We’ve all heard the tale of the tortoise and the hare – how slow and steady beats fast and careless just about every time.

No doubt that is true on Wall Street, as well.

Don’t get me wrong. I’m not advocating not taking any risk. You have to take some chances – preferably, smart, well-researched ones – if your portfolio is going to grow at all.

The key to managing risk is to be disciplined with your investment style so that risk doesn’t rear up on its hind legs and swallow you whole. As Warren Avis, the founder of Avis Rent-A-Car once said, “As far as I’m concerned, nothing is worth going broke over.”

As I have found out in my many years as a Wall Street trader and financial writer, risk can mean different things to different people. At the high end, fooling around with risk can lead to economic disaster. That’s what happened a few years ago when investors of Enron and WorldCom, just to name a few scandal-plagued companies in recent years, found out when company officials played fast and loose with billions of dollars of shareholder money. At the smaller end of the spectrum, investors in Enron and WorldCom who parked too much company stock into their portfolios – without diversifying into broader, safer investment venues – paid a whale of a price when those stocks went into freefall.

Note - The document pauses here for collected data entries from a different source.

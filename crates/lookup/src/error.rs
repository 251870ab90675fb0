use std::fmt;

/// Error type for lookup calls.
///
/// Every variant is recoverable: reconciliation treats any of them as
/// "no result" for the row being processed.
#[derive(Debug, Clone, PartialEq, Eq)]
pub enum LookupError {
    /// Service location missing from configuration
    NotConfigured(String),
    /// Network/transport error
    Network(String),
    /// Request exceeded the configured timeout
    Timeout(String),
    /// HTTP error with status code and (truncated) body
    Http(u16, String),
    /// Response body was not the expected JSON
    Parse(String),
}

impl fmt::Display for LookupError {
    fn fmt(&self, f: &mut fmt::Formatter<'_>) -> fmt::Result {
        match self {
            LookupError::NotConfigured(msg) => write!(f, "Not configured: {}", msg),
            LookupError::Network(msg) => write!(f, "Network error: {}", msg),
            LookupError::Timeout(msg) => write!(f, "Timeout: {}", msg),
            LookupError::Http(code, msg) => write!(f, "HTTP {}: {}", code, msg),
            LookupError::Parse(msg) => write!(f, "Parse error: {}", msg),
        }
    }
}

impl std::error::Error for LookupError {}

Economists – you know, those pompous types who are never around six months after they said the market would rise 500 points when it actually sank like an anchor – define risk as the volatility or variance in return that is created by market volatility. In plain English, what they’re saying is that your stocks will, given time, move up and down. It’s the “up and down” part that really concerns those of us who want to bulletproof our investment portfolios.

In other words, lousy risk control usually leads to volatility – the up and down thing – and that can wreak havoc on your portfolios’ performance, cause you untold hours of lost sleep, and turn your usual sunny disposition dour, to the point where Jack the Ripper would give you a wide berth if he saw you walking down the street.